So when we are looking at this question of the raising and distribution of revenue we are looking at the nub of not just the Commonwealth and its purse but also the State government and its taxes and charges. If we force the State governments into putting on taxes of a particuarly perverse kind we create a rather uncomfortable situation. If I may say so, I think that in certain respects that has happened. Therefore, what I have said is this: We are dealing not with subordinate levels of government in the States and in local government, not with petty cash levels of government, but levels of government which, in terms of the things that they do and the money that they spend, walk with equality with this Commonwealth.

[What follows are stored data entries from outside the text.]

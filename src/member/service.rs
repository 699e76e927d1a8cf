//! Membership state transitions: registration intake, resignation,
//! data-subject requests, and admin verification.
//!
//! Every transition mutates the store first and notifies by email after;
//! notification failures never fail the parent operation.

use anyhow::Result;
use sqlx::PgPool;
use tracing::info;
use uuid::Uuid;

use crate::api::email::{messages, EmailSender};
use crate::member::models::{DataRequestType, NewRegistration};
use crate::member::repo::{self, ApprovalOutcome, RegistrationOutcome};

/// Result of a registration intake attempt.
#[derive(Debug)]
pub enum RegisterOutcome {
    Created(Uuid),
    Conflict,
}

/// Result of a resignation.
#[derive(Debug)]
pub enum ResignOutcome {
    Resigned,
    NotFound,
}

/// Result of a data-subject request submission.
#[derive(Debug)]
pub enum DataRequestOutcome {
    Submitted(Uuid),
    NotFound,
}

/// Admin decision over a pending registration.
#[derive(Debug, Clone)]
pub enum VerifyDecision {
    Approve,
    Reject { reason: String },
}

/// Result of applying an admin decision.
#[derive(Debug)]
pub enum VerifyMemberOutcome {
    Approved { membership_number: String },
    Rejected,
    NotFound,
    AlreadyProcessed,
}

/// Insert a pending registration and acknowledge it by email.
pub async fn register(
    pool: &PgPool,
    email_sender: &EmailSender,
    new: NewRegistration,
) -> Result<RegisterOutcome> {
    match repo::insert_registration(pool, &new).await? {
        RegistrationOutcome::Created(id) => {
            info!(registration_id = %id, "registration created");
            email_sender
                .send_best_effort(messages::registration_received(&new.email, &new.first_name))
                .await;
            Ok(RegisterOutcome::Created(id))
        }
        RegistrationOutcome::Conflict => Ok(RegisterOutcome::Conflict),
    }
}

/// Resign a member: write the audit log row, then delete the registration,
/// then confirm by email.
///
/// The log insert and the delete are two separate statements on purpose. If
/// the delete fails, the log row survives: the audit trail records the
/// member's intent even though the membership was not removed, and the
/// caller sees the failure and can retry.
pub async fn resign(
    pool: &PgPool,
    email_sender: &EmailSender,
    email: &str,
    reason: Option<&str>,
) -> Result<ResignOutcome> {
    let Some(identity) = repo::find_identity_by_email(pool, email).await? else {
        return Ok(ResignOutcome::NotFound);
    };

    let full_name = format!("{} {}", identity.first_name, identity.last_name);
    repo::insert_resignation_log(pool, &identity.email, &identity.id_number, &full_name, reason)
        .await?;

    if !repo::delete_registration(pool, identity.id).await? {
        // The log row above is left in place: audit survives the partial
        // failure and the membership is still intact.
        anyhow::bail!("registration vanished between resignation log and delete");
    }

    info!(email = %identity.email, "member resigned and registration deleted");
    email_sender
        .send_best_effort(messages::resignation_confirmation(
            &identity.email,
            &full_name,
        ))
        .await;

    Ok(ResignOutcome::Resigned)
}

/// Record a correction/deletion request for manual administrative
/// follow-through. Nothing here processes the request automatically.
pub async fn submit_data_request(
    pool: &PgPool,
    email_sender: &EmailSender,
    admin_email: &str,
    email: &str,
    request_type: DataRequestType,
    reason: Option<&str>,
    details: Option<&str>,
) -> Result<DataRequestOutcome> {
    if repo::find_identity_by_email(pool, email).await?.is_none() {
        return Ok(DataRequestOutcome::NotFound);
    }

    let id = repo::insert_data_request(pool, email, request_type, reason, details).await?;
    info!(request_id = %id, request_type = request_type.as_str(), "data request recorded");

    email_sender
        .send_best_effort(messages::data_request_ack(email, request_type))
        .await;
    email_sender
        .send_best_effort(messages::data_request_admin_alert(
            admin_email,
            email,
            request_type,
            reason,
            details,
        ))
        .await;

    Ok(DataRequestOutcome::Submitted(id))
}

/// Apply an admin approve/reject decision to a pending registration.
pub async fn verify_member(
    pool: &PgPool,
    email_sender: &EmailSender,
    id: Uuid,
    decision: VerifyDecision,
) -> Result<VerifyMemberOutcome> {
    let Some(registration) = repo::find_registration(pool, id).await? else {
        return Ok(VerifyMemberOutcome::NotFound);
    };

    match decision {
        VerifyDecision::Approve => match repo::approve_registration(pool, id).await? {
            ApprovalOutcome::Approved { membership_number } => {
                info!(registration_id = %id, membership_number, "registration approved");
                email_sender
                    .send_best_effort(messages::approval(
                        &registration.email,
                        &registration.first_name,
                        &membership_number,
                    ))
                    .await;
                Ok(VerifyMemberOutcome::Approved { membership_number })
            }
            ApprovalOutcome::NotPending => Ok(VerifyMemberOutcome::AlreadyProcessed),
        },
        VerifyDecision::Reject { reason } => {
            if repo::reject_registration(pool, id, &reason).await? {
                info!(registration_id = %id, "registration rejected");
                email_sender
                    .send_best_effort(messages::rejection(
                        &registration.email,
                        &registration.first_name,
                        &reason,
                    ))
                    .await;
                Ok(VerifyMemberOutcome::Rejected)
            } else {
                Ok(VerifyMemberOutcome::AlreadyProcessed)
            }
        }
    }
}

#[cfg(test)]
mod tests {
    use super::{DataRequestOutcome, RegisterOutcome, ResignOutcome, VerifyMemberOutcome};
    use uuid::Uuid;

    #[test]
    fn outcome_debug_names() {
        assert_eq!(format!("{:?}", ResignOutcome::NotFound), "NotFound");
        assert_eq!(format!("{:?}", ResignOutcome::Resigned), "Resigned");
        assert_eq!(
            format!("{:?}", DataRequestOutcome::Submitted(Uuid::nil())),
            format!("Submitted({:?})", Uuid::nil())
        );
        assert_eq!(
            format!("{:?}", RegisterOutcome::Conflict),
            "Conflict"
        );
        assert_eq!(
            format!("{:?}", VerifyMemberOutcome::AlreadyProcessed),
            "AlreadyProcessed"
        );
    }
}
//! Admin session authentication.
//!
//! Admin requests carry a random session token (cookie or bearer header);
//! only its SHA-256 hash is stored. Each request resolves the token into a
//! `Principal`; there is no ambient "logged in" state anywhere.

pub mod principal;
pub mod session;
pub(crate) mod storage;
pub mod types;
pub(crate) mod utils;

pub use principal::{require_admin, Principal};
pub(crate) use utils::is_unique_violation;
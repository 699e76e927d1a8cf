//! # PSP-K Membership Services
//!
//! Backend for the People's Solidarity Party of Kenya: registration intake,
//! OTP-gated self-service identity verification, and the admin dashboard.
//!
//! ## Verification lifecycle
//!
//! A registration starts `pending` and is moved to `approved` or `rejected`
//! by an admin; both transitions are terminal. Approval allocates a
//! year-sequential membership number (`PSP-K-<year>-<5-digit sequence>`).
//! Resignation deletes the registration outright, from any state, after an
//! audit row is written.
//!
//! ## OTP gating
//!
//! Every sensitive self-service action (membership status check, data
//! correction/deletion request, resignation) requires proving control of
//! the registered email through a 6-digit one-time code. Codes live for ten
//! minutes, are scoped to one action, and are consumable exactly once;
//! issuing a new code invalidates its unused predecessors.
//!
//! ## Soft failures
//!
//! Lookups that miss (unknown email/ID pair, wrong or expired code) return
//! HTTP 200 with `{"success": false}` so callers cannot probe which field
//! mismatched. Outbound email is best-effort and never fails the operation
//! that triggered it.

pub mod api;
pub mod cli;
pub mod member;
pub mod otp;
pub mod posts;
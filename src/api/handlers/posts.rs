//! Public featured-posts listing.

use axum::{extract::Extension, http::StatusCode, response::IntoResponse, Json};
use chrono::{DateTime, Utc};
use serde::Serialize;
use sqlx::PgPool;
use tracing::error;
use utoipa::ToSchema;
use uuid::Uuid;

use crate::posts::models::FeaturedPost;
use crate::posts::repo;

#[derive(ToSchema, Serialize, Debug)]
pub struct PostRow {
    pub id: Uuid,
    pub title: String,
    pub excerpt: Option<String>,
    pub content: Option<String>,
    pub image_url: Option<String>,
    pub link_url: Option<String>,
    pub is_featured: bool,
    pub is_published: bool,
    pub display_order: i32,
    pub created_at: DateTime<Utc>,
}

impl From<FeaturedPost> for PostRow {
    fn from(post: FeaturedPost) -> Self {
        Self {
            id: post.id,
            title: post.title,
            excerpt: post.excerpt,
            content: post.content,
            image_url: post.image_url,
            link_url: post.link_url,
            is_featured: post.is_featured,
            is_published: post.is_published,
            display_order: post.display_order,
            created_at: post.created_at,
        }
    }
}

/// Published posts in display order.
#[utoipa::path(
    get,
    path = "/v1/posts",
    responses(
        (status = 200, description = "Published posts", body = [PostRow])
    ),
    tag = "posts"
)]
pub async fn list_published(pool: Extension<PgPool>) -> impl IntoResponse {
    match repo::list_published(&pool).await {
        Ok(posts) => {
            let rows: Vec<PostRow> = posts.into_iter().map(PostRow::from).collect();
            (StatusCode::OK, Json(rows)).into_response()
        }
        Err(err) => {
            error!("Failed to list published posts: {err}");
            StatusCode::INTERNAL_SERVER_ERROR.into_response()
        }
    }
}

Therefore I pose the simple question: Do we want to force. State government sovereignty or do we want subordination? If we give sovereignty to the Government we do so by giving it accountability. In other words,, the only way in which a government can have sovereignty is by the spending power being the raising power - not partially the raising power and not even predominantly the. raising power, but totally the raising power. If we allow an alibi, if we permit a loophole, we get the inefficiency that the alibi creates. Therefore, if we want sovereignty we must give accountability to the States. Since the end of the war and since the proliferation of the use of section 96 of the Constitution the States have not had accountability. Largely the States have done good jobs; nevertheless the pressure of accountability is not upon them. Just as there is an accountability on this Parliament, I would like to see the States have that accountability. While there is a tax reimbursement formula of any size, while this government hits, in the middle of the year or at the end of a year, a formula by which it passes back a bit of the cake, we will have what I have mentioned in this House before - what 1 call the ‘Oliver Twist syndrome’. By that I mean that the States will be coming to the Commonwealth with their begging bowls and asking for more. But does anyone blame them at all for asking for more? That is their job.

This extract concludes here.